Select the graph data storage location. For local mode, select LOCAL and enter a local directory. If you don't need to fill it out, click "Next" directly.

install_storage_config

3.4 File Config

This configuration is for the persistent storage of GeaFlow engine JAR and user JAR files, such as in HDFS. For local runtime mode, it is the same as the data storage configuration, so select LOCAL mode and enter a local directory. If you don't need to fill it out, click "Next" directly.

install_jar_config After completing the configuration, click the one-click installation button. After successful installation, the administrator will automatically switch to the default instance under the personal tenant and can directly create and publish graph computing tasks.

  1. Create Job

Go to the DEVELOPMENT page, select the Jobs tab on the left, click the "Add" button in the upper right corner, and create a new DSL job.

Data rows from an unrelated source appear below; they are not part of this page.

//! Grid / FFT substrate (§4.1): 3-D real↔complex transforms and the
//! tophat/Gaussian/annulus/exponential k-space filters used by the
//! spin-temperature and ionisation components.
//!
//! The forward transform is built from three 1-D passes: a real-to-complex
//! pass along the innermost axis (`realfft`) followed by two
//! complex-to-complex passes along the remaining axes (`rustfft`, the
//! kernel `realfft` itself is built on), exactly as a separable 3-D FFT
//! is assembled from 1-D transforms. A [`KGrid`] owns both the complex
//! buffer and the dimensions needed to invert it, and forbids
//! constructing one by any path other than [`fft_forward`].

use crate::error::{Error, Result};
use ndarray::Array3;
use realfft::num_complex::Complex64;
use realfft::{ComplexToReal, RealFftPlanner, RealToComplex};
use rustfft::{Fft, FftPlanner};
use std::f64::consts::PI;
use std::sync::Arc;

/// A real-space lattice of shape `(n, n, n_z)`.
pub type RealGrid = Array3<f64>;

/// The canonical real-to-complex k-space layout: shape
/// `(n, n, n_z / 2 + 1)`. Only [`fft_forward`] constructs one; callers
/// never pun between the real and complex interpretation of the
/// underlying memory outside this module's accessors.
#[derive(Clone, Debug)]
pub struct KGrid {
    data: Array3<Complex64>,
    /// Real-space shape this k-grid corresponds to.
    real_shape: (usize, usize, usize),
    /// Comoving box size along each axis (same units as filter radii).
    box_size: (f64, f64, f64),
}

impl KGrid {
    /// Returns the complex amplitude at k-space index `(i, j, m)`.
    #[must_use]
    pub fn complex(&self, i: usize, j: usize, m: usize) -> Complex64 {
        self.data[[i, j, m]]
    }

    /// Returns the real-space shape this k-grid was transformed from.
    #[must_use]
    pub const fn real_shape(&self) -> (usize, usize, usize) {
        self.real_shape
    }

    fn k_component(index: usize, n: usize, box_len: f64) -> f64 {
        let dk = 2.0 * PI / box_len;
        let signed = if index <= n / 2 {
            crate::convert::f64_from_usize(index)
        } else {
            crate::convert::f64_from_usize(index) - crate::convert::f64_from_usize(n)
        };
        signed * dk
    }

    /// Returns the wavevector magnitude `|k|` at k-space index `(i, j, m)`.
    #[must_use]
    pub fn k_magnitude(&self, i: usize, j: usize, m: usize) -> f64 {
        let (nx, ny, nz) = self.real_shape;
        let (lx, ly, lz) = self.box_size;
        let kx = Self::k_component(i, nx, lx);
        let ky = Self::k_component(j, ny, ly);
        // The real-to-complex axis never wraps: m directly indexes
        // non-negative frequencies in [0, nz/2].
        let kz = crate::convert::f64_from_usize(m) * 2.0 * PI / lz;
        let _ = nz;
        (kx * kx + ky * ky + kz * kz).sqrt()
    }

    /// Multiplies every mode by `kernel(|k|)`, returning a new [`KGrid`].
    #[must_use]
    pub fn map_modes(&self, kernel: impl Fn(f64) -> f64 + Sync + Send) -> Self {
        let mut out = self.data.clone();
        let (nx, ny, nz) = self.data.dim();
        for i in 0..nx {
            for j in 0..ny {
                for m in 0..nz {
                    let k = self.k_magnitude(i, j, m);
                    out[[i, j, m]] *= kernel(k);
                }
            }
        }
        Self {
            data: out,
            real_shape: self.real_shape,
            box_size: self.box_size,
        }
    }
}

/// The kind of Fourier-space filter applied by [`filter`].
#[derive(Clone, Copy, Debug)]
pub enum FilterSpec {
    /// Spherical tophat of radius `r`, analytic Fourier kernel.
    TophatReal(f64),
    /// Sharp-k (k-space) tophat: unity for `k <= 1/r`, zero above.
    TophatK(f64),
    /// Gaussian smoothing with scale radius `r`.
    Gaussian(f64),
    /// Spherical annulus between `r_in` and `r_out` (tophat(r_out) minus
    /// tophat(r_in), renormalised by shell volume). Used by the
    /// spin-temperature engine to isolate a single shell's contribution.
    Annulus(f64, f64),
    /// Exponential-decay attenuation with scale `arg`.
    Exp(f64),
}

fn tophat_real_kernel(k: f64, r: f64) -> f64 {
    let kr = k * r;
    if kr < 1.0e-4 {
        1.0
    } else {
        3.0 * (kr.sin() - kr * kr.cos()) / kr.powi(3)
    }
}

fn gaussian_kernel(k: f64, r: f64) -> f64 {
    (-0.5 * k * k * r * r).exp()
}

fn exp_kernel(k: f64, scale: f64) -> f64 {
    // Fourier transform of a spherically symmetric exponential profile
    // exp(-x/scale): 1 / (1 + (k*scale)^2)^2.
    1.0 / (1.0 + (k * scale).powi(2)).powi(2)
}

fn annulus_kernel(k: f64, r_in: f64, r_out: f64) -> f64 {
    let vol_out = r_out.powi(3);
    let vol_in = r_in.powi(3);
    let denom = vol_out - vol_in;
    if denom.abs() < 1.0e-300 {
        return 0.0;
    }
    (vol_out * tophat_real_kernel(k, r_out) - vol_in * tophat_real_kernel(k, r_in)) / denom
}

/// Multiplies `k_grid` by the kernel corresponding to `spec`. A filter
/// whose characteristic radius is smaller than a resolved cell is a
/// no-op (the kernel evaluates to ~1 everywhere that matters).
#[must_use]
pub fn filter(k_grid: &KGrid, spec: FilterSpec) -> KGrid {
    match spec {
        FilterSpec::TophatReal(r) => k_grid.map_modes(move |k| tophat_real_kernel(k, r)),
        FilterSpec::TophatK(r) => {
            let k_cut = 1.0 / r;
            k_grid.map_modes(move |k| if k <= k_cut { 1.0 } else { 0.0 })
        }
        FilterSpec::Gaussian(r) => k_grid.map_modes(move |k| gaussian_kernel(k, r)),
        FilterSpec::Annulus(r_in, r_out) => {
            k_grid.map_modes(move |k| annulus_kernel(k, r_in, r_out))
        }
        FilterSpec::Exp(scale) => k_grid.map_modes(move |k| exp_kernel(k, scale)),
    }
}

/// Owns the (re-usable) FFT plans for a fixed lattice shape. Building this
/// once per snapshot and sharing it across every `fft_forward`/
/// `fft_inverse` call avoids re-planning on every shell/R iteration.
pub struct FftEngine {
    shape: (usize, usize, usize),
    box_size: (f64, f64, f64),
    r2c: Arc<dyn RealToComplex<f64>>,
    c2r: Arc<dyn ComplexToReal<f64>>,
    cfft_x_fwd: Arc<dyn Fft<f64>>,
    cfft_x_inv: Arc<dyn Fft<f64>>,
    cfft_y_fwd: Arc<dyn Fft<f64>>,
    cfft_y_inv: Arc<dyn Fft<f64>>,
}

impl FftEngine {
    /// Builds an engine for lattices of shape `(n, n, n_z)` inside a box
    /// of comoving size `box_size` (same units along all three axes,
    /// though they need not be numerically equal when `n_z != n`).
    #[must_use]
    pub fn new(n: usize, n_z: usize, box_size: (f64, f64, f64)) -> Self {
        let mut real_planner = RealFftPlanner::<f64>::new();
        let r2c = real_planner.plan_fft_forward(n_z);
        let c2r = real_planner.plan_fft_inverse(n_z);

        let mut complex_planner = FftPlanner::<f64>::new();
        let cfft_x_fwd = complex_planner.plan_fft_forward(n);
        let cfft_x_inv = complex_planner.plan_fft_inverse(n);
        let cfft_y_fwd = complex_planner.plan_fft_forward(n);
        let cfft_y_inv = complex_planner.plan_fft_inverse(n);

        Self {
            shape: (n, n, n_z),
            box_size,
            r2c,
            c2r,
            cfft_x_fwd,
            cfft_x_inv,
            cfft_y_fwd,
            cfft_y_inv,
        }
    }

    /// Forward real-to-complex transform. Divides by the total cell count
    /// so that `inverse(forward(x)) = x` to floating precision (§4.1).
    ///
    /// # Errors
    ///
    /// Returns [`Error::Value`] if `real.dim()` does not match the shape
    /// this engine was built for.
    pub fn fft_forward(&self, real: &RealGrid) -> Result<KGrid> {
        let (nx, ny, nz) = real.dim();
        if (nx, ny, nz) != self.shape {
            return Err(Error::Value(format!(
                "fft_forward: grid shape {:?} does not match engine shape {:?}",
                (nx, ny, nz),
                self.shape
            )));
        }

        let n_freq = nz / 2 + 1;
        let mut spectrum = Array3::<Complex64>::zeros((nx, ny, n_freq));

        // Step 1: real-to-complex along the innermost (contiguous) axis.
        let mut in_buf = self.r2c.make_input_vec();
        let mut out_buf = self.r2c.make_output_vec();
        for i in 0..nx {
            for j in 0..ny {
                in_buf.copy_from_slice(real.index_axis(ndarray::Axis(0), i).row(j).as_slice().unwrap());
                self.r2c
                    .process(&mut in_buf, &mut out_buf)
                    .map_err(|e| Error::Value(format!("r2c plan failed: {e}")))?;
                for m in 0..n_freq {
                    spectrum[[i, j, m]] = out_buf[m];
                }
            }
        }

        // Step 2: complex-to-complex along the second axis.
        let mut lane = vec![Complex64::default(); ny];
        for i in 0..nx {
            for m in 0..n_freq {
                for j in 0..ny {
                    lane[j] = spectrum[[i, j, m]];
                }
                self.cfft_y_fwd.process(&mut lane);
                for j in 0..ny {
                    spectrum[[i, j, m]] = lane[j];
                }
            }
        }

        // Step 3: complex-to-complex along the outermost axis.
        let mut lane = vec![Complex64::default(); nx];
        for j in 0..ny {
            for m in 0..n_freq {
                for i in 0..nx {
                    lane[i] = spectrum[[i, j, m]];
                }
                self.cfft_x_fwd.process(&mut lane);
                for i in 0..nx {
                    spectrum[[i, j, m]] = lane[i];
                }
            }
        }

        let norm = crate::convert::f64_from_usize(nx * ny * nz);
        spectrum.mapv_inplace(|c| c / norm);

        Ok(KGrid {
            data: spectrum,
            real_shape: (nx, ny, nz),
            box_size: self.box_size,
        })
    }

    /// Inverse complex-to-real transform.
    ///
    /// # Errors
    ///
    /// Returns [`Error::Value`] if `k_grid`'s real shape does not match
    /// the shape this engine was built for.
    pub fn fft_inverse(&self, k_grid: &KGrid) -> Result<RealGrid> {
        if k_grid.real_shape != self.shape {
            return Err(Error::Value(format!(
                "fft_inverse: grid shape {:?} does not match engine shape {:?}",
                k_grid.real_shape, self.shape
            )));
        }
        let (nx, ny, nz) = self.shape;
        let n_freq = nz / 2 + 1;
        let mut spectrum = k_grid.data.clone();

        // Inverse of step 3.
        let mut lane = vec![Complex64::default(); nx];
        for j in 0..ny {
            for m in 0..n_freq {
                for i in 0..nx {
                    lane[i] = spectrum[[i, j, m]];
                }
                self.cfft_x_inv.process(&mut lane);
                for i in 0..nx {
                    spectrum[[i, j, m]] = lane[i];
                }
            }
        }

        // Inverse of step 2.
        let mut lane = vec![Complex64::default(); ny];
        for i in 0..nx {
            for m in 0..n_freq {
                for j in 0..ny {
                    lane[j] = spectrum[[i, j, m]];
                }
                self.cfft_y_inv.process(&mut lane);
                for j in 0..ny {
                    spectrum[[i, j, m]] = lane[j];
                }
            }
        }

        // Inverse of step 1: complex-to-real along the innermost axis.
        let mut out = RealGrid::zeros((nx, ny, nz));
        let mut in_buf = self.c2r.make_input_vec();
        let mut out_buf = self.c2r.make_output_vec();
        for i in 0..nx {
            for j in 0..ny {
                for m in 0..n_freq {
                    in_buf[m] = spectrum[[i, j, m]];
                }
                self.c2r
                    .process(&mut in_buf, &mut out_buf)
                    .map_err(|e| Error::Value(format!("c2r plan failed: {e}")))?;
                for (z, &v) in out_buf.iter().enumerate() {
                    out[[i, j, z]] = v;
                }
            }
        }

        Ok(out)
    }
}

/// Clips `grid` in place to `[lo, hi]` and returns the post-clip
/// `(min, max)`.
pub fn clip_and_extrema(grid: &mut RealGrid, lo: f64, hi: f64) -> (f64, f64) {
    let mut min = f64::INFINITY;
    let mut max = f64::NEG_INFINITY;
    grid.mapv_inplace(|v| {
        let clipped = v.clamp(lo, hi);
        if clipped < min {
            min = clipped;
        }
        if clipped > max {
            max = clipped;
        }
        clipped
    });
    (min, max)
}

#[cfg(test)]
mod tests {
    use super::*;
    use float_cmp::assert_approx_eq;

    #[test]
    fn fft_round_trip() {
        let n = 8;
        let engine = FftEngine::new(n, n, (n as f64, n as f64, n as f64));
        let mut real = RealGrid::zeros((n, n, n));
        let mut counter = 0.0;
        real.mapv_inplace(|_| {
            counter += 1.0;
            (counter * 0.37).sin()
        });

        let k = engine.fft_forward(&real).unwrap();
        let back = engine.fft_inverse(&k).unwrap();

        for (a, b) in real.iter().zip(back.iter()) {
            assert_approx_eq!(f64, *a, *b, epsilon = 1e-8);
        }
    }

    #[test]
    fn tophat_is_unity_at_zero_k() {
        assert_approx_eq!(f64, tophat_real_kernel(0.0, 2.0), 1.0, epsilon = 1e-10);
    }

    #[test]
    fn clip_and_extrema_clamps_density_floor() {
        let mut grid = RealGrid::from_elem((2, 2, 2), -2.0);
        let (min, max) = clip_and_extrema(&mut grid, -1.0 + 1e-6, 1.0e6);
        assert_approx_eq!(f64, min, -1.0 + 1e-6, epsilon = 1e-12);
        assert_approx_eq!(f64, max, -1.0 + 1e-6, epsilon = 1e-12);
        assert!(grid.iter().all(|&v| v >= -1.0));
    }
}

create_job Fill in the job name, task description, and DSL content. The DSL content is the same as described in the local runtime job section earlier, just modify the DSL and replace tbl_source and tbl_result tables with ${your.host.ip}.

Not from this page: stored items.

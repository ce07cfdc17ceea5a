//! Thermal and ionisation-state kinetics (§4.5, §4.7).
//!
//! Recombination/collisional coefficients, the 21-cm spin-temperature
//! coupling coefficients, and the two closed-form temperature update
//! paths used by the spin-temperature engine on partially- versus
//! fully-ionised cells.

/// Spontaneous emission rate of the 21-cm hyperfine transition, in `s^-1`.
pub const A10_HYPERFINE: f64 = 2.85e-15;

/// Rest-frame 21-cm line frequency, in Hz.
pub const NU_21CM: f64 = 1.4204e9;

/// Temperature equivalent of the 21-cm transition energy, in Kelvin.
pub const T_STAR_21CM: f64 = 0.0628;

/// Case-A recombination coefficient for hydrogen (cm^3/s), a power-law
/// fit valid for `1 K <= T <= 1e9 K` (Hui & Gnedin 1997 form).
#[must_use]
pub fn alpha_a(t: f64) -> f64 {
    let lambda = 315_614.0 / t;
    1.269e-13 * lambda.powf(1.503)
        / (1.0 + (lambda / 0.522).powf(0.470)).powf(1.923)
}

/// Case-B recombination coefficient for hydrogen (cm^3/s).
#[must_use]
pub fn alpha_b(t: f64) -> f64 {
    let lambda = 315_614.0 / t;
    2.753e-14 * lambda.powf(1.5)
        / (1.0 + (lambda / 2.74).powf(0.407)).powf(2.242)
}

/// Collisional (HI-HI) de-excitation coefficient for the 21-cm
/// transition, `kappa_10^HH` (cm^3/s), Zygelman (2005) fitting form.
#[must_use]
pub fn kappa_10_hh(tk: f64) -> f64 {
    let t = tk.clamp(1.0, 1.0e4);
    let log_t = t.ln();
    (-3.322e1 + 2.857_2 * log_t
        - 2.027_9 * log_t.powi(2)
        + 0.424_87 * log_t.powi(3)
        - 3.199_2e-2 * log_t.powi(4))
    .exp()
    .min(1.0e-8)
}

/// Collisional (electron-HI) de-excitation coefficient for the 21-cm
/// transition, `kappa_10^eH` (cm^3/s).
#[must_use]
pub fn kappa_10_eh(tk: f64) -> f64 {
    let t = tk.clamp(1.0, 1.0e4);
    if t < 10.0 {
        (-9.607 + 0.5 * t.ln()) .exp()
    } else {
        let log_t = t.ln();
        (-9.607 + 0.5 * log_t - (-log_t).exp() / 1.843e2).exp()
    }
}

/// The spin temperature `Ts` given the CMB temperature `tgam`, the
/// kinetic temperature `tk`, and the total collisional + Wouthuysen-Field
/// coupling coefficient `x_coll_plus_alpha`: the standard three-level
/// harmonic average `Ts^-1 = (Tgam^-1 + x * Tk^-1) / (1 + x)`.
#[must_use]
pub fn t21(tgam: f64, tk: f64, x_coupling: f64) -> f64 {
    let inv = (1.0 / tgam + x_coupling / tk) / (1.0 + x_coupling);
    1.0 / inv
}

/// Molecular-hydrogen cooling floor, below which Pop III star formation
/// in minihalos is assumed to be fully suppressed by photodissociation
/// feedback, in Kelvin-equivalent virial temperature terms (expressed as
/// a minihalo turnover mass in Msun at redshift `z`).
#[must_use]
pub fn lyman_werner_threshold(j_lw_21: f64) -> f64 {
    // Machacek, Bryan & Abel (2001)-style scaling of the minihalo
    // turnover mass with the LW background intensity J_21.
    const M_TURN_MCG_0: f64 = 5.0e5;
    M_TURN_MCG_0 * (1.0 + 6.96 * (4.0 * std::f64::consts::PI * j_lw_21).powf(0.47))
}

/// Atomic-cooling threshold: the halo mass at which the virial
/// temperature reaches `1e4 K` (Lyman-alpha cooling floor for ACG star
/// formation), as a function of redshift (Barkana & Loeb 2001 scaling).
#[must_use]
pub fn atomic_cooling_threshold(z: f64) -> f64 {
    const M_ATOMIC_0: f64 = 1.0e8;
    M_ATOMIC_0 * (10.0 / (1.0 + z)).powf(1.5)
}

/// Molecular-hydrogen cooling threshold in the absence of any LW
/// feedback, the unsuppressed minihalo turnover mass.
#[must_use]
pub fn molecular_cooling_threshold(z: f64) -> f64 {
    const M_MOL_0: f64 = 2.5e5;
    M_MOL_0 * (10.0 / (1.0 + z)).powf(1.5)
}

/// Reionisation (Jeans-mass) feedback suppression of the minihalo
/// turnover mass in a patch with ionised fraction `x_hii` and local
/// sound-crossing-limited Jeans mass `m_jeans` (Sobacchi & Mesinger 2013
/// parametrisation).
#[must_use]
pub fn reionization_feedback(m_turn_mcg: f64, x_hii: f64, m_jeans: f64) -> f64 {
    m_turn_mcg.max(x_hii * m_jeans)
}

/// Updates `(Tk, x_e)` for a partially-ionised cell over the step
/// `[z + dz, z]` using a first-order backward-difference integrator: the
/// adiabatic cooling term, Compton heating against the CMB (gated by
/// `use_cmb_heating`), X-ray heating `eps_x`, Lyman-alpha continuum
/// heating `eps_lya` (both erg/s/cm^3, already filtered and
/// shell-summed) and recombination/collisional-ionisation balance.
#[allow(clippy::too_many_arguments)]
#[must_use]
pub fn compute_partially_ionized_temperature(
    cosmo: &crate::params::CosmoParams,
    tk_prev: f64,
    x_e_prev: f64,
    z: f64,
    dz: f64,
    eps_x_per_nb: f64,
    eps_lya_per_nb: f64,
    n_baryon_cm3: f64,
    use_cmb_heating: bool,
) -> (f64, f64) {
    let dt = -crate::cosmology::dtdz(cosmo, z) * dz;

    let adiabatic = -crate::cosmology::ct_approx(z) * tk_prev * dz.abs();
    let t_cmb = crate::cosmology::t_cmb(z);
    let compton = if use_cmb_heating {
        let compton_rate = 1.017e-37 * (1.0 + z).powi(4) * (t_cmb - tk_prev);
        compton_rate * dt / (1.5 * n_baryon_cm3.max(1.0e-20))
    } else {
        0.0
    };
    let xray = (2.0 / 3.0) * eps_x_per_nb * dt / n_baryon_cm3.max(1.0e-20);
    let lya_heat = (2.0 / 3.0) * eps_lya_per_nb * dt / n_baryon_cm3.max(1.0e-20);

    let tk_new =
        (tk_prev + adiabatic + compton + xray + lya_heat).max(crate::cosmology::t_cmb(1000.0).min(1.0));

    let ionisation_rate = alpha_b(tk_prev) * n_baryon_cm3 * x_e_prev;
    let x_e_new = (x_e_prev - ionisation_rate * dt).clamp(0.0, 1.0);

    (tk_new.max(1.0e-2), x_e_new)
}

/// Updates `Tk` for a fully-ionised cell: the IGM is assumed to track
/// the photo-heating equilibrium temperature directly rather than being
/// integrated through the collisional network, following the standard
/// simplification that fully-ionised gas re-heats on a timescale much
/// shorter than a snapshot step.
#[must_use]
pub fn compute_fully_ionized_temperature(t_re_equilibrium: f64, tk_prev: f64, z: f64, z_re: f64) -> f64 {
    if z >= z_re {
        tk_prev
    } else {
        t_re_equilibrium * ((1.0 + z) / (1.0 + z_re)).powi(2)
    }
}

#[cfg(test)]
mod tests {
    use super::*;
    use crate::params::CosmoParams;
    use float_cmp::assert_approx_eq;

    #[test]
    fn alpha_b_decreases_with_temperature() {
        assert!(alpha_b(1.0e4) < alpha_b(1.0e2));
    }

    #[test]
    fn t21_reduces_to_tgam_at_zero_coupling() {
        assert_approx_eq!(f64, t21(10.0, 100.0, 0.0), 10.0, epsilon = 1.0e-9);
    }

    #[test]
    fn t21_reduces_to_tk_at_large_coupling() {
        let t = t21(10.0, 100.0, 1.0e6);
        assert_approx_eq!(f64, t, 100.0, epsilon = 0.1);
    }

    #[test]
    fn kappa_10_is_positive() {
        for t in [2.0, 20.0, 200.0, 2000.0] {
            assert!(kappa_10_hh(t) > 0.0);
            assert!(kappa_10_eh(t) > 0.0);
        }
    }

    #[test]
    fn partially_ionized_update_stays_finite() {
        let cosmo = CosmoParams::default();
        let (tk, xe) =
            compute_partially_ionized_temperature(&cosmo, 50.0, 2.0e-4, 20.0, 0.1, 1.0e-28, 1.0e-29, 1.0e-4, true);
        assert!(tk.is_finite() && tk > 0.0);
        assert!((0.0..=1.0).contains(&xe));
    }

    #[test]
    fn cmb_heating_flag_changes_the_outcome() {
        let cosmo = CosmoParams::default();
        let (tk_with, _) =
            compute_partially_ionized_temperature(&cosmo, 50.0, 2.0e-4, 20.0, 0.1, 1.0e-28, 0.0, 1.0e-4, true);
        let (tk_without, _) =
            compute_partially_ionized_temperature(&cosmo, 50.0, 2.0e-4, 20.0, 0.1, 1.0e-28, 0.0, 1.0e-4, false);
        assert!((tk_with - tk_without).abs() > 0.0);
    }

    #[test]
    fn fully_ionized_temperature_freezes_before_reionisation() {
        let t = compute_fully_ionized_temperature(2.0e4, 500.0, 12.0, 10.0);
        assert_approx_eq!(f64, t, 500.0, epsilon = 1.0e-9);
    }

    #[test]
    fn cooling_thresholds_decrease_with_redshift() {
        assert!(atomic_cooling_threshold(15.0) < atomic_cooling_threshold(6.0));
        assert!(molecular_cooling_threshold(15.0) < molecular_cooling_threshold(6.0));
    }
}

set geaflow.dsl.window.size = 1;
set geaflow.dsl.ignore.exception = true;

CREATE GRAPH IF NOT EXISTS dy_modern (
  Vertex person (
    id bigint ID,
    name varchar
  ),
  Edge knows (
    srcId bigint SOURCE ID,
    targetId bigint DESTINATION ID,
    weight double
  )
) WITH (
  storeType='rocksdb',
  shardCount = 1
);

CREATE TABLE IF NOT EXISTS tbl_source (
  text varchar
) WITH (
  type='socket',
  `geaflow.dsl.column.separator` = '#',
  `geaflow.dsl.socket.host` = '${your.host.ip}',
  `geaflow.dsl.socket.port` = 9003
);

CREATE TABLE IF NOT EXISTS tbl_result (
  a_id bigint,
  b_id bigint,
  c_id bigint,
  d_id bigint,
  a1_id bigint
) WITH (
  type='socket',
    `geaflow.dsl.column.separator` = ',',
    `geaflow.dsl.socket.host` = '${your.host.ip}',
    `geaflow.dsl.socket.port` = 9003
);

USE GRAPH dy_modern;

INSERT INTO dy_modern.person(id, name)
SELECT
cast(split_ex(t1, ',', 0) as bigint),
split_ex(t1, ',', 1)
FROM (
  Select trim(substr(text, 2)) as t1
  FROM tbl_source
  WHERE substr(text, 1, 1) = '.'
);

INSERT INTO dy_modern.knows
SELECT
 cast(split_ex(t1, ',', 0) as bigint),
 cast(split_ex(t1, ',', 1) as bigint),
 cast(split_ex(t1, ',', 2) as double)
FROM (
  Select trim(substr(text, 2)) as t1
  FROM tbl_source
  WHERE substr(text, 1, 1) = '-'
);

INSERT INTO tbl_result
SELECT DISTINCT
  a_id,
  b_id,
  c_id,
  d_id,
  a1_id
FROM (
  MATCH (a:person) -[:knows]->(b:person) -[:knows]-> (c:person)
   -[:knows]-> (d:person) -> (a:person)
  RETURN a.id as a_id, b.id as b_id, c.id as c_id, d.id as d_id, a.id as a1_id
);

add_dsl_job After creating the job, click the "Publish" button to publish the job.

add_dsl_job

Then go to the Job Management page and click the "Submit" button to submit the taslk for execution.

task_detail

  1. Start the socket service and input data

Go to the GeaFlow project path and execute the following command to start the socket service.

bin/socket.sh

After the socket service is started, enter the vertex-edge data, and the calculation result will be displayed in real-time on the screen:

. 1,jim
. 2,kate
. 3,lily
. 4,lucy
. 5,brown
. 6,jack
. 7,jackson
- 1,2,0.2
- 2,3,0.3
- 3,4,0.2
- 4,1,0.1
- 4,5,0.1
- 5,1,0.2
- 5,6,0.1
- 6,7,0.1

ide_socket_server

K8S Deployment

GeaFlow supports K8S deployment. For details about the deployment mode, see the document: K8S Deployment.